How Quarantine Gave Me Back My True Passion of Books
The world of COVID-19 turned my life upside down. My beloved journalism classes quickly turned digital, my dream internship became remote, and now, I feel more lonely than ever in isolation, despite staying with my family over the summer until I head back to Baylor for my senior year.
But in all of this chaos, all this uncertainty and worry, a white bookcase filled with my childhood favorites and a long list of TBRs (to be read, for my non-reader friends) gave me all of the hope and serenity that I needed.
Creased spines and dog-eared pages have collected dust since my sophomore year of high school. I distinctly remember how I stopped reading The Count of Monte Cristo during my AP World History class, shoving a weathered Barnes & Noble bookmark between the pages. It was that moment that my passion for reading came to an alarming halt.
My passion for reading began early in life, with my mom and dad reading picture books to me and bringing them to life with made-up music and sound effects. Where the Wild Things Are and Arnie The Doughnut circulated our reading time often until I moved onto chapter books like Junie B. Jones and other elementary school finds I would discover in my library.
The fourth grade changed my life with Percy Jackson.
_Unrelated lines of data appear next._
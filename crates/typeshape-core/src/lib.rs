#![cfg_attr(coverage_nightly, feature(coverage_attribute))]

//! Type descriptors for typeshape.
//!
//! A [`TypeGraph`] is the reflection data the generator walks: an immutable
//! arena of [`TypeDef`]s that reference each other by [`TypeId`].
//!
//! Three ways to obtain one:
//! - **Builder** ([`TypeGraphBuilder`]): declare and describe types by hand
//! - **Reflection** ([`Reflect`]): describe Rust types, cached per type
//! - **Schema** ([`Schema`]): load a JSON document produced elsewhere

mod builder;
mod error;
mod graph;
mod invariants;
mod kind;
mod reflect;
mod schema;
pub mod utils;


pub use builder::TypeGraphBuilder;
pub use error::{GraphError, SchemaError};
pub use graph::{Field, Form, Method, Receiver, Signature, TypeDef, TypeGraph, TypeId};
pub use kind::TypeKind;
pub use reflect::Reflect;
pub use schema::Schema;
I was immediately hooked with its quirky chapters, charming and endearing characters and a storyline I never heard of. I consumed each book in a day's time, finishing the final pages in my room after my bedtime using the light in my closet.
I remember the days when I would wake up early and ask my mom or dad to take me to Walmart the day that a Rick Riordan book would be released. I would bring it middle school, desparate to read it all at once to find out what happened to my beloved characters after the author left me on a cliffhanger (if you know, you know). I was desparate to find anyone in school that loved reading as much as I did. But of course, I never had a friend that shared my love for reading, so I settled for reading silently at the end of the lunch bench with my other classmates.
For the longest time I wanted to make the time to read. My TBR list is ever expanding, and with college, friendships and a future career to think about, I put it at the back of my mind.
COVID-19 gave me back my childhood passion of reading, and I'm not intending to ever let it go.
I have more time on my hands than ever, and I intend to use it wisely. My days are filled with reading and writing, my two favorite things to do. The power of storytelling is something I have always admired, and it's something that I will always want to incorporate into my every day life.
Forever and always I will be grateful for books. They gave me friends in my loneliest of times, joy during uncertainty and sadness, and all the life lessons I could ever need.
Maybe someday, not now or in five years, my book can have a glimmer of that power. The power to make someone smile, or feel heard or seen.
That power is pure magic, the stuff that books are made out of.